Sequential (1 month, flow+filtered_flow): 1 hour

## DeepFlow (Masked)

### *mask_flow*
This takes in the images for which flow is already calculated and sets flow to 0 in pixels where there is no algae detection.

In [None]:
def mask_flow(data, output_path):
    mask = data['fai_anomaly'] != 0
    for var in data.data_vars:
        # Check if there are filtered flow variables
        if ('flow_u_f' in var) or ('flow_v_f' in var):
            mask_filtered = data['filtered'] != 0
            data[var] = xr.where(mask_filtered, data[var], 0)
        if 'flow' in var:
            data[var] = xr.where(mask, data[var], 0)
    # Save the modified dataset to a new NetCDF file
    data.to_netcdf(output_path)

In [None]:
# Masking
if __name__ == '__main__':
    # Source directory with DeepFlow data
    source_directory = '/media/yahia/ballena/Flow/DeepFlow'
    destination_directory = '/media/yahia/ballena/Flow/DeepFlow_Masked'

    # Ensure the destination directory exists
    os.makedirs(destination_directory, exist_ok=True)

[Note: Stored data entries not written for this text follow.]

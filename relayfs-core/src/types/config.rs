//! Configuration types for relayfs.

use std::path::Path;

use serde::{Deserialize, Serialize};

use super::mount::MountOptions;
use crate::error::{RelayError, Result};

/// Log level for the relay process.
#[derive(Debug, Clone, Copy, PartialEq, Eq, PartialOrd, Ord, Serialize, Deserialize)]
#[serde(rename_all = "lowercase")]
pub enum LogLevel {
    /// Only log errors
    Error,
    /// Log errors and warnings
    Warn,
    /// Log errors, warnings, and informational messages
    Info,
    /// Log errors, warnings, info, and debug messages
    Debug,
    /// Log everything including every relayed operation
    Trace,
}

impl LogLevel {
    /// Returns the string representation of the log level.
    pub fn as_str(&self) -> &'static str {
        match self {
            LogLevel::Error => "error",
            LogLevel::Warn => "warn",
            LogLevel::Info => "info",
            LogLevel::Debug => "debug",
            LogLevel::Trace => "trace",
        }
    }
}

impl Default for LogLevel {
    fn default() -> Self {
        LogLevel::Info
    }
}

impl std::fmt::Display for LogLevel {
    fn fmt(&self, f: &mut std::fmt::Formatter<'_>) -> std::fmt::Result {
        write!(f, "{}", self.as_str())
    }
}

impl std::str::FromStr for LogLevel {
    type Err = String;

    fn from_str(s: &str) -> std::result::Result<Self, Self::Err> {
        match s.to_lowercase().as_str() {
            "error" => Ok(LogLevel::Error),
            "warn" | "warning" => Ok(LogLevel::Warn),
            "info" => Ok(LogLevel::Info),
            "debug" => Ok(LogLevel::Debug),
            "trace" => Ok(LogLevel::Trace),
            _ => Err(format!("Unknown log level: {}", s)),
        }
    }
}

/// Optional operation families.
///
/// A family answers requests only when this build carries it and the
/// configuration leaves it on; otherwise it reports "not supported".
#[derive(Debug, Clone, Copy, PartialEq, Eq, Serialize, Deserialize)]
#[serde(default)]
pub struct Capabilities {
    /// Extended attributes
    pub xattr: bool,
    /// Byte-range (POSIX) locks
    pub posix_locks: bool,
    /// Space preallocation
    pub fallocate: bool,
}

impl Capabilities {
    /// What this build can back on this host.
    pub fn supported() -> Self {
        Self {
            xattr: cfg!(all(feature = "xattr", target_os = "linux")),
            posix_locks: cfg!(all(feature = "posix-locks", target_os = "linux")),
            fallocate: cfg!(all(feature = "fallocate", target_os = "linux")),
        }
    }

    pub fn none() -> Self {
        Self {
            xattr: false,
            posix_locks: false,
            fallocate: false,
        }
    }

    /// Families enabled in both `self` and `other`.
    pub fn intersect(self, other: Self) -> Self {
        Self {
            xattr: self.xattr && other.xattr,
            posix_locks: self.posix_locks && other.posix_locks,
            fallocate: self.fallocate && other.fallocate,
        }
    }
}

impl Default for Capabilities {
    fn default() -> Self {
        Self::supported()
    }
}

/// Process-wide configuration, optionally loaded from a JSON file.
#[derive(Debug, Clone, Serialize, Deserialize)]
#[serde(default)]
pub struct RelayConfig {
    /// Logging level
    pub log_level: LogLevel,

    /// Optional operation families to serve
    pub capabilities: Capabilities,

    /// Override for the resolved-path limit (None = host `PATH_MAX`)
    pub max_path_length: Option<usize>,

    /// Options handed to the bridge at mount time
    pub mount: MountOptions,
}

impl Default for RelayConfig {
    fn default() -> Self {
        Self {
            log_level: LogLevel::Info,
            capabilities: Capabilities::default(),
            max_path_length: None,
            mount: MountOptions::default(),
        }
    }
}

impl RelayConfig {
    /// Creates a new RelayConfig with default values.
    pub fn new() -> Self {
        Self::default()
    }

    /// Creates a config suitable for development/testing.
    pub fn development() -> Self {
        Self {
            log_level: LogLevel::Debug,
            ..Self::default()
        }
    }

    /// Parses a JSON document. Missing fields take their defaults.
    pub fn from_json(json: &str) -> Result<Self> {
        serde_json::from_str(json)
            .map_err(|e| RelayError::InvalidArgument(format!("invalid configuration: {}", e)))
    }

    /// Reads and parses a JSON configuration file.
    pub fn load(path: &Path) -> Result<Self> {
        let json = std::fs::read_to_string(path)?;
        Self::from_json(&json)
    }

    pub fn to_json(&self) -> Result<String> {
        serde_json::to_string_pretty(self)
            .map_err(|e| RelayError::InvalidArgument(format!("unserializable configuration: {}", e)))
    }

    /// Validates the configuration.
    pub fn validate(&self) -> std::result::Result<(), Vec<String>> {
        let mut errors = Vec::new();

        if let Some(max) = self.max_path_length {
            if max < 2 {
                errors.push(format!("max_path_length must be at least 2, got {}", max));
            }
            if max > crate::types::DEFAULT_MAX_PATH {
                errors.push(format!(
                    "max_path_length {} exceeds the host limit {}",
                    max,
                    crate::types::DEFAULT_MAX_PATH
                ));
            }
        }

        let wanted = self.capabilities;
        let supported = Capabilities::supported();
        if wanted.xattr && !supported.xattr {
            errors.push("extended attributes are not available in this build".to_string());
        }
        if wanted.posix_locks && !supported.posix_locks {
            errors.push("byte-range locks are not available in this build".to_string());
        }
        if wanted.fallocate && !supported.fallocate {
            errors.push("fallocate is not available in this build".to_string());
        }

        if let Some(name) = &self.mount.fs_name {
            if name.is_empty() || name.contains(',') {
                errors.push(format!("fs_name must be non-empty and free of commas: {:?}", name));
            }
        }

        if errors.is_empty() {
            Ok(())
        } else {
            Err(errors)
        }
    }
}

#[cfg(test)]
mod tests {
    use super::*;

    #[test]
    fn test_log_level_parsing() {
        assert_eq!("WARNING".parse::<LogLevel>().unwrap(), LogLevel::Warn);
        assert_eq!("trace".parse::<LogLevel>().unwrap(), LogLevel::Trace);
        assert!("loud".parse::<LogLevel>().is_err());
        assert_eq!(LogLevel::Debug.to_string(), "debug");
        assert!(LogLevel::Error < LogLevel::Trace);
    }

    #[test]
    fn test_default_capabilities_match_build() {
        assert_eq!(RelayConfig::default().capabilities, Capabilities::supported());
        assert_eq!(
            Capabilities::supported().intersect(Capabilities::none()),
            Capabilities::none()
        );
    }

    #[test]
    fn test_json_round_trip_with_defaults() {
        let config = RelayConfig::from_json(
            r#"{ "log_level": "debug", "capabilities": { "xattr": false }, "max_path_length": 512 }"#,
        )
        .unwrap();
        assert_eq!(config.log_level, LogLevel::Debug);
        assert!(!config.capabilities.xattr);
        assert_eq!(config.capabilities.posix_locks, Capabilities::supported().posix_locks);
        assert_eq!(config.max_path_length, Some(512));

        let reparsed = RelayConfig::from_json(&config.to_json().unwrap()).unwrap();
        assert_eq!(reparsed.max_path_length, Some(512));
        assert!(!reparsed.capabilities.xattr);
    }

    #[test]
    fn test_invalid_json_is_rejected() {
        let err = RelayConfig::from_json("{ not json").unwrap_err();
        assert_eq!(err.errno(), libc::EINVAL);
    }

    #[test]
    fn test_validate_reports_every_problem() {
        let mut config = RelayConfig::development();
        assert!(config.validate().is_ok());

        config.max_path_length = Some(1);
        config.mount.fs_name = Some("a,b".to_string());
        let errors = config.validate().unwrap_err();
        assert_eq!(errors.len(), 2);
    }

    #[test]
    fn test_load_from_file() {
        let dir = tempfile::tempdir().unwrap();
        let path = dir.path().join("relayfs.json");
        std::fs::write(&path, r#"{ "log_level": "trace" }"#).unwrap();
        assert_eq!(RelayConfig::load(&path).unwrap().log_level, LogLevel::Trace);
        assert_eq!(
            RelayConfig::load(&dir.path().join("missing.json")).unwrap_err(),
            RelayError::NotFound
        );
    }
}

    # Process each .nc file in the source directory
    for filename in os.listdir(source_directory):
        if filename.endswith('.nc'):
            file_path = os.path.join(source_directory, filename)
            output_path = os.path.join(destination_directory, 'Masked_' + filename)

            # Load the dataset
            data = xr.open_dataset(file_path)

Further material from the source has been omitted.